Digital engagement brings customer intimacy

A new intimacy has been born in retail banking but success will require a unified digital command centre.

Digital engagement brings customer intimacy

Today’s customers are more likely to interact with their banks online or via their mobile than face to face in a branch. They demand real-time communications and transactions, and will shop around for the best service or price.


Banks are responding with different strategies. Some have patched their legacy systems; others have added digital services to deliver a multi-channel approach; a third group has embraced digital-only models, abandoning branches altogether. But whatever the strategy, all agree that to survive in the digital age they must provide seamless services at the lowest price to retain loyalty and win new business. It’s about providing experience-rich banking – a new intimacy.


Key to this is having a unified digital command centre that focuses on the customer’s demands and needs rather than on the transaction-driven core model of old. Those that embrace this customer-centric, unified approach will be able to compete with the digital disrupters and thrive.


Our recent study Retail Banking: In Tech We Trust, published with the Economist Intelligence Unit, found that half of retail banks worldwide believe that fintech will bring an end to branch-based banking and the majority predict that retail banking will become fully automated within five years.


Meanwhile, Gartner research has found that response rates to relevant communications that land while customers are already interacting with their bank are almost 15 times higher than response rates for non-targeted campaigns.


But many banks are not in a position to fully participate in this digital revolution because their IT architecture is not sophisticated enough. To succeed, their core strategy must go beyond omni-channel to be omni-present. They need to accompany the customer constantly – be that on websites, via mobile apps, social media or in chat rooms – to drive and facilitate cross selling and upselling. This demands a unified command centre, or “SingleBrain”.


The “SingleBrain” command centre delivers a snapshot of all of a customer’s activity, monitoring events via analytics and insight gathering engines. The data is analysed in real time and communications channels then respond with an offer within the parameters of credit and business constraints.


The offer could be the best possible rate on a credit card, or be based on geo-location tagging and involve local retailers. This type of intimacy demands that banks adopt a strategy based on what we have identified as the four Ds – detect, decide, deliver and discover.


First they must detect and trap real-time events and respond. This could be something relatively mundane such as a salary payment landing, a credit limit being approached or a customer logging into the site. It could even come from an external link, for example news of a large movement in the stock market or a change in base rates. The system logs the event, ready for the next step.


The system then decides what to do based on analytics. The use of intricate personal financial management tools in particular can play a role, replacing a service that was once provided on a face-to-face basis. 


Delivery comes next through the most effective channel. That could be via mobile, internet, text, social media messaging, telephone or a letter. Maybe the communication would be more effective if it is put on hold and arrives later.

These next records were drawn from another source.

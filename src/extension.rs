//! # Extensions
//!
//! An extension is a pluggable component living inside its own
//! [`ExtensionContainer`](crate::container::ExtensionContainer). It never sees
//! the hub directly: everything it can do goes through the
//! [`ExtensionRuntime`] handed to its constructor.
//!
//! ```rust,no_run
//! use extension_hub::event::{event_source, event_type, Event, EventData};
//! use extension_hub::extension::{Extension, ExtensionRuntime, ExtensionType};
//!
//! struct Greeter {
//!     runtime: ExtensionRuntime,
//! }
//!
//! impl Extension for Greeter {
//!     fn name(&self) -> &str {
//!         "com.example.greeter"
//!     }
//!
//!     fn version(&self) -> &str {
//!         "1.0.0"
//!     }
//!
//!     fn on_registered(&self) {
//!         let runtime = self.runtime.clone();
//!         self.runtime.register_listener(event_type::CUSTOM, event_source::REQUEST_CONTENT, move |event: &Event| {
//!             let mut data = EventData::new();
//!             data.insert("greeting".to_string(), serde_json::json!("hello"));
//!             runtime.dispatch(event.create_response_event(
//!                 "greeting",
//!                 event_type::CUSTOM,
//!                 event_source::RESPONSE_CONTENT,
//!                 Some(data),
//!             ));
//!         });
//!     }
//! }
//!
//! impl ExtensionType for Greeter {
//!     fn new(runtime: ExtensionRuntime) -> Option<Self> {
//!         Some(Greeter { runtime })
//!     }
//! }
//! ```

use std::collections::HashMap;
use std::fmt;
use std::sync::{Arc, Weak};
use std::time::Duration;

use tracing::warn;

use crate::container::ExtensionContainer;
use crate::event::listener::ListenerRegistration;
use crate::event::response::{ResponseListenerHandle, ResponseOutcome};
use crate::event::{Event, EventData};
use crate::hub::{EventHub, HubError, HubInner, HubResult};
use crate::shared_state::{
    SharedStateResolution, SharedStateResolver, SharedStateResult, SharedStateType,
};

pub trait Extension: Send + Sync + 'static {
    /// Unique name, also the key other extensions read shared state by.
    fn name(&self) -> &str;

    /// Human readable name published in the hub shared state.
    fn friendly_name(&self) -> &str {
        self.name()
    }

    fn version(&self) -> &str;

    fn metadata(&self) -> Option<HashMap<String, String>> {
        None
    }

    /// Called once the container is registered, before any event is delivered.
    fn on_registered(&self) {}

    fn on_unregistered(&self) {}

    /// Returning `false` holds `event` and everything behind it in this
    /// extension's queue until the next enqueue re-checks it.
    fn ready_for_event(&self, _event: &Event) -> bool {
        true
    }
}

/// Construction side of an extension.
pub trait ExtensionType: Extension + Sized {
    /// Builds the extension. `None` fails registration with
    /// [`HubError::ExtensionNotInitialized`].
    fn new(runtime: ExtensionRuntime) -> Option<Self>;

    /// Registry key; two registrations of the same type are rejected.
    fn type_name() -> &'static str {
        std::any::type_name::<Self>()
    }
}

/// Handle through which an extension talks to the hub.
///
/// Holds weak references only: once the hub or the extension's container is
/// gone every call becomes a logged no-op.
#[derive(Clone)]
pub struct ExtensionRuntime {
    hub: Weak<HubInner>,
    container: Weak<ExtensionContainer>,
}

impl ExtensionRuntime {
    pub(crate) fn new(hub: Weak<HubInner>, container: Weak<ExtensionContainer>) -> Self {
        Self { hub, container }
    }

    fn hub(&self) -> Option<EventHub> {
        let hub = self.hub.upgrade().map(EventHub::from_inner);
        if hub.is_none() {
            warn!("ExtensionRuntime used after the event hub was dropped");
        }
        hub
    }

    fn container(&self) -> Option<Arc<ExtensionContainer>> {
        self.container.upgrade()
    }

    /// Name shared state is published under; unknown until the constructor
    /// has returned.
    fn owner(&self) -> HubResult<(EventHub, String)> {
        let hub = self.hub().ok_or(HubError::HubShutDown)?;
        let container = self.container().ok_or(HubError::HubShutDown)?;
        let name = container
            .shared_state_name()
            .ok_or_else(|| HubError::ExtensionNotInitialized {
                name: container.type_name().to_string(),
                reason: "shared state is available from on_registered on".to_string(),
            })?;
        Ok((hub, name.to_string()))
    }

    /// Registers a listener on this extension's queue.
    pub fn register_listener<F>(&self, event_type: &str, source: &str, listener: F)
    where
        F: Fn(&Event) + Send + Sync + 'static,
    {
        match self.container() {
            Some(container) => container.register_listener(ListenerRegistration::new(
                event_type,
                source,
                Arc::new(listener),
            )),
            None => warn!("Listener for {}/{} dropped, container is gone", event_type, source),
        }
    }

    pub fn register_response_listener<F>(
        &self,
        trigger: &Event,
        timeout: Duration,
        listener: F,
    ) -> Option<ResponseListenerHandle>
    where
        F: FnOnce(ResponseOutcome) + Send + 'static,
    {
        self.hub()
            .map(|hub| hub.register_response_listener(trigger, timeout, listener))
    }

    /// Returns the sequence position assigned to `event`.
    pub fn dispatch(&self, event: Event) -> Option<u64> {
        self.hub().and_then(|hub| hub.dispatch(event))
    }

    pub fn create_shared_state(&self, data: EventData, event: Option<&Event>) -> HubResult<()> {
        let (hub, name) = self.owner()?;
        hub.create_state(&name, SharedStateType::Standard, data, event)
    }

    pub fn create_pending_shared_state(&self, event: Option<&Event>) -> HubResult<SharedStateResolver> {
        let (hub, name) = self.owner()?;
        hub.create_pending_state(&name, SharedStateType::Standard, event)
    }

    pub fn create_xdm_shared_state(&self, data: EventData, event: Option<&Event>) -> HubResult<()> {
        let (hub, name) = self.owner()?;
        hub.create_state(&name, SharedStateType::Xdm, data, event)
    }

    pub fn create_pending_xdm_shared_state(
        &self,
        event: Option<&Event>,
    ) -> HubResult<SharedStateResolver> {
        let (hub, name) = self.owner()?;
        hub.create_pending_state(&name, SharedStateType::Xdm, event)
    }

    /// Reads another extension's state as of `event`.
    pub fn get_shared_state(
        &self,
        extension_name: &str,
        event: Option<&Event>,
        barrier: bool,
        resolution: SharedStateResolution,
    ) -> Option<SharedStateResult> {
        self.hub().and_then(|hub| {
            hub.get_state(extension_name, SharedStateType::Standard, event, barrier, resolution)
        })
    }

    pub fn get_xdm_shared_state(
        &self,
        extension_name: &str,
        event: Option<&Event>,
        barrier: bool,
        resolution: SharedStateResolution,
    ) -> Option<SharedStateResult> {
        self.hub().and_then(|hub| {
            hub.get_state(extension_name, SharedStateType::Xdm, event, barrier, resolution)
        })
    }

    /// Resumes delivery to this extension.
    pub fn start_events(&self) {
        if let Some(container) = self.container() {
            container.start_events();
        }
    }

    /// Pauses delivery; events keep queueing.
    pub fn stop_events(&self) {
        if let Some(container) = self.container() {
            container.stop_events();
        }
    }

    pub fn unregister_extension(&self) -> HubResult<()> {
        let (hub, name) = self.owner()?;
        hub.unregister_extension(&name)
    }
}

impl fmt::Debug for ExtensionRuntime {
    fn fmt(&self, f: &mut fmt::Formatter<'_>) -> fmt::Result {
        let name = self
            .container
            .upgrade()
            .map(|c| c.name().to_string())
            .unwrap_or_default();
        f.debug_struct("ExtensionRuntime").field("extension", &name).finish()
    }
}
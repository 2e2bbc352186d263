use std::collections::VecDeque;
use std::sync::atomic::{AtomicBool, Ordering};

use async_trait::async_trait;
use chrono::{DateTime, Utc};
use serde::{Deserialize, Serialize};
use tokio::sync::Mutex;
use uuid::Uuid;

use super::{DataQueueError, DataQueueResult};

/// A unit of deferred work stored in a [`DataQueue`].
#[derive(Debug, Clone, PartialEq, Serialize, Deserialize)]
pub struct DataEntity {
    pub unique_identifier: String,
    pub timestamp: DateTime<Utc>,
    #[serde(default, skip_serializing_if = "Option::is_none")]
    pub data: Option<Vec<u8>>,
}

impl DataEntity {
    pub fn new(data: Option<Vec<u8>>) -> Self {
        Self::with_identifier(&Uuid::new_v4().to_string(), data)
    }

    pub fn with_identifier(unique_identifier: &str, data: Option<Vec<u8>>) -> Self {
        Self {
            unique_identifier: unique_identifier.to_string(),
            timestamp: Utc::now(),
            data,
        }
    }
}

/// FIFO store backing a [`super::PersistentHitQueue`].
#[cfg_attr(test, mockall::automock)]
#[async_trait]
pub trait DataQueue: Send + Sync {
    async fn add(&self, entity: DataEntity) -> DataQueueResult<()>;
    /// Oldest entity without removing it.
    async fn peek(&self) -> DataQueueResult<Option<DataEntity>>;
    /// Removes the oldest entity.
    async fn remove(&self) -> DataQueueResult<()>;
    async fn clear(&self) -> DataQueueResult<()>;
    async fn count(&self) -> DataQueueResult<usize>;
    /// Every later call fails with [`DataQueueError::Closed`].
    async fn close(&self) -> DataQueueResult<()>;
}

#[derive(Debug, Default)]
pub struct InMemoryDataQueue {
    entities: Mutex<VecDeque<DataEntity>>,
    closed: AtomicBool,
}

impl InMemoryDataQueue {
    pub fn new() -> Self {
        Self::default()
    }

    fn ensure_open(&self) -> DataQueueResult<()> {
        if self.closed.load(Ordering::SeqCst) {
            Err(DataQueueError::Closed)
        } else {
            Ok(())
        }
    }
}

#[async_trait]
impl DataQueue for InMemoryDataQueue {
    async fn add(&self, entity: DataEntity) -> DataQueueResult<()> {
        self.ensure_open()?;
        self.entities.lock().await.push_back(entity);
        Ok(())
    }

    async fn peek(&self) -> DataQueueResult<Option<DataEntity>> {
        self.ensure_open()?;
        Ok(self.entities.lock().await.front().cloned())
    }

    async fn remove(&self) -> DataQueueResult<()> {
        self.ensure_open()?;
        self.entities.lock().await.pop_front();
        Ok(())
    }

    async fn clear(&self) -> DataQueueResult<()> {
        self.ensure_open()?;
        self.entities.lock().await.clear();
        Ok(())
    }

    async fn count(&self) -> DataQueueResult<usize> {
        self.ensure_open()?;
        Ok(self.entities.lock().await.len())
    }

    async fn close(&self) -> DataQueueResult<()> {
        self.closed.store(true, Ordering::SeqCst);
        Ok(())
    }
}

#[cfg(test)]
mod tests {
    use super::*;

    #[tokio::test]
    async fn test_fifo_operations() {
        let queue = InMemoryDataQueue::new();
        let first = DataEntity::with_identifier("first", Some(b"payload".to_vec()));
        let second = DataEntity::with_identifier("second", None);
        queue.add(first.clone()).await.unwrap();
        queue.add(second.clone()).await.unwrap();

        assert_eq!(queue.count().await.unwrap(), 2);
        assert_eq!(queue.peek().await.unwrap(), Some(first));
        queue.remove().await.unwrap();
        assert_eq!(queue.peek().await.unwrap(), Some(second));

        queue.clear().await.unwrap();
        assert_eq!(queue.peek().await.unwrap(), None);
        // removing from an empty queue is not an error
        queue.remove().await.unwrap();
    }

    #[tokio::test]
    async fn test_closed_queue_rejects_calls() {
        let queue = InMemoryDataQueue::new();
        queue.close().await.unwrap();
        assert_eq!(
            queue.add(DataEntity::new(None)).await,
            Err(DataQueueError::Closed)
        );
        assert_eq!(queue.count().await, Err(DataQueueError::Closed));
    }
}
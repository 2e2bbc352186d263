//! # Operation Orderer
//!
//! A restartable, single-consumer FIFO processing loop. Items are handed to a
//! handler one at a time on a dedicated tokio task; the next item is never
//! started before the handler for the current one returns.
//!
//! The handler's return value drives the queue:
//!
//! - `true`: the item is done, continue with the next one
//! - `false`: not ready, keep the item at the head and stop draining until
//!   the next [`OperationOrderer::add`] or [`OperationOrderer::start`]
//!
//! Stopping only suspends processing; queued items survive for a later start.

use std::collections::VecDeque;
use std::fmt;
use std::panic::{catch_unwind, AssertUnwindSafe};
use std::sync::atomic::{AtomicBool, Ordering};
use std::sync::{Arc, Mutex, PoisonError, RwLock};
use std::time::Duration;

use tokio::sync::Notify;
use tracing::{error, trace};

pub type OrdererHandler<T> = Arc<dyn Fn(&T) -> bool + Send + Sync>;

type Finalizer = Box<dyn FnOnce() + Send>;

enum Drained {
    Processed,
    Idle,
}

struct OrdererInner<T> {
    tag: String,
    items: Mutex<VecDeque<T>>,
    handler: RwLock<Option<OrdererHandler<T>>>,
    active: AtomicBool,
    closed: AtomicBool,
    finalizer: Mutex<Option<Finalizer>>,
    wake: Notify,
}

impl<T> OrdererInner<T> {
    fn trigger_if_needed(&self) {
        if self.active.load(Ordering::SeqCst) {
            self.wake.notify_one();
        }
    }

    fn drain_one(&self) -> Drained {
        if !self.active.load(Ordering::SeqCst) || self.closed.load(Ordering::SeqCst) {
            return Drained::Idle;
        }
        let Some(handler) = self
            .handler
            .read()
            .unwrap_or_else(PoisonError::into_inner)
            .clone()
        else {
            return Drained::Idle;
        };
        let Some(item) = self
            .items
            .lock()
            .unwrap_or_else(PoisonError::into_inner)
            .pop_front()
        else {
            return Drained::Idle;
        };

        let processed = match catch_unwind(AssertUnwindSafe(|| handler(&item))) {
            Ok(processed) => processed,
            Err(_) => {
                error!("OperationOrderer({}) handler panicked, dropping item", self.tag);
                true
            }
        };

        if processed {
            Drained::Processed
        } else {
            trace!("OperationOrderer({}) head not ready, pausing", self.tag);
            self.items
                .lock()
                .unwrap_or_else(PoisonError::into_inner)
                .push_front(item);
            Drained::Idle
        }
    }

    fn finish(&self) {
        let finalizer = self
            .finalizer
            .lock()
            .unwrap_or_else(PoisonError::into_inner)
            .take();
        if let Some(finalizer) = finalizer {
            if catch_unwind(AssertUnwindSafe(finalizer)).is_err() {
                error!("OperationOrderer({}) close callback panicked", self.tag);
            }
        }
    }
}

/// FIFO job queue with a pluggable per-item handler.
///
/// Must be created inside a tokio runtime; the consumer runs as a spawned
/// task that lives until the orderer is closed or dropped.
pub struct OperationOrderer<T: Send + 'static> {
    inner: Arc<OrdererInner<T>>,
}

impl<T: Send + 'static> OperationOrderer<T> {
    /// Creates a stopped orderer. `tag` only shows up in logs.
    pub fn new(tag: &str) -> Self {
        let inner = Arc::new(OrdererInner {
            tag: tag.to_string(),
            items: Mutex::new(VecDeque::new()),
            handler: RwLock::new(None),
            active: AtomicBool::new(false),
            closed: AtomicBool::new(false),
            finalizer: Mutex::new(None),
            wake: Notify::new(),
        });

        let worker = inner.clone();
        tokio::spawn(async move {
            loop {
                worker.wake.notified().await;
                if worker.closed.load(Ordering::SeqCst) {
                    break;
                }
                while let Drained::Processed = worker.drain_one() {
                    // re-check `active` between items and let sibling tasks run
                    tokio::task::yield_now().await;
                }
            }
            worker.finish();
            trace!("OperationOrderer({}) worker exited", worker.tag);
        });

        Self { inner }
    }

    /// Appends an item and schedules processing if the queue is running.
    pub fn add(&self, item: T) {
        self.inner
            .items
            .lock()
            .unwrap_or_else(PoisonError::into_inner)
            .push_back(item);
        self.inner.trigger_if_needed();
    }

    /// Installs the per-item handler; processing waits until one is set.
    pub fn set_handler<F>(&self, handler: F)
    where
        F: Fn(&T) -> bool + Send + Sync + 'static,
    {
        *self
            .inner
            .handler
            .write()
            .unwrap_or_else(PoisonError::into_inner) = Some(Arc::new(handler));
        self.inner.trigger_if_needed();
    }

    pub fn start(&self) {
        self.inner.active.store(true, Ordering::SeqCst);
        self.inner.trigger_if_needed();
    }

    /// Starts the queue once `delay` has elapsed.
    pub fn start_after(&self, delay: Duration) {
        let inner = Arc::downgrade(&self.inner);
        tokio::spawn(async move {
            tokio::time::sleep(delay).await;
            if let Some(inner) = inner.upgrade() {
                inner.active.store(true, Ordering::SeqCst);
                inner.trigger_if_needed();
            }
        });
    }

    /// Suspends processing. The item currently in the handler finishes; the
    /// rest stay queued.
    pub fn stop(&self) {
        self.inner.active.store(false, Ordering::SeqCst);
    }

    /// Stops for good: the worker exits and queued items are discarded.
    pub fn close(&self) {
        self.inner.active.store(false, Ordering::SeqCst);
        self.inner.closed.store(true, Ordering::SeqCst);
        self.inner
            .items
            .lock()
            .unwrap_or_else(PoisonError::into_inner)
            .clear();
        self.inner.wake.notify_one();
    }

    /// Closes the orderer and runs `on_closed` on the worker once the item
    /// currently in the handler, if any, has returned.
    pub fn close_with<F>(&self, on_closed: F)
    where
        F: FnOnce() + Send + 'static,
    {
        *self
            .inner
            .finalizer
            .lock()
            .unwrap_or_else(PoisonError::into_inner) = Some(Box::new(on_closed));
        self.close();
    }

    pub fn is_active(&self) -> bool {
        self.inner.active.load(Ordering::SeqCst)
    }

    pub fn is_closed(&self) -> bool {
        self.inner.closed.load(Ordering::SeqCst)
    }

    /// Items waiting to be handled, excluding one currently in the handler.
    pub fn len(&self) -> usize {
        self.inner
            .items
            .lock()
            .unwrap_or_else(PoisonError::into_inner)
            .len()
    }

    pub fn is_empty(&self) -> bool {
        self.len() == 0
    }
}

impl<T: Send + 'static> Drop for OperationOrderer<T> {
    fn drop(&mut self) {
        self.close();
    }
}

impl<T: Send + 'static> fmt::Debug for OperationOrderer<T> {
    fn fmt(&self, f: &mut fmt::Formatter<'_>) -> fmt::Result {
        f.debug_struct("OperationOrderer")
            .field("tag", &self.inner.tag)
            .field("active", &self.is_active())
            .field("len", &self.len())
            .finish()
    }
}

Finally, discover what works. Record all communications and responses to assess what has been successful and log best practice. Relate these findings to data amassed elsewhere.


The most advanced banks are already connecting all their data and channels to the back end in a “SingleBrain” and seeing significant bottom line improvements. The Spanish bank BBVA, for example, reported a 10.9 per cent rise in gross income to €23.68bn for 2015, attributing the rise to its digital programme. It said 19.2 per cent of consumer loans in Spain last year were made purely through digital channels, double the previous year.


In the UK, Lloyds Banking Group, which has created a digital hub, recently revealed that every 60 seconds 12,900 people visit its website, 400 bills worth £150,000 are paid, with 32,000 page views, 1,500 mobile app logins and 3,000 internet banking logins. That equals £4.6m in digital commercial transactions in one minute, much of which would have gone to rivals if not for its new hub.


Customer expectations are rising and technological advances – in software and devices – also allow smaller institutions to take on new roles in their customers’ lives, such as that of a personal financial advisor, available day and night. 


Many banks will find their legacy core systems are not up to the task. Instead, they need a modern responsive core and to shun the vulnerabilities of stop-gap fixes and patches. Running these new functions on a dated core would be akin to entering the Tour de France on a clunky mountain bike. You can try, but sooner or later, you’ll fall by the wayside.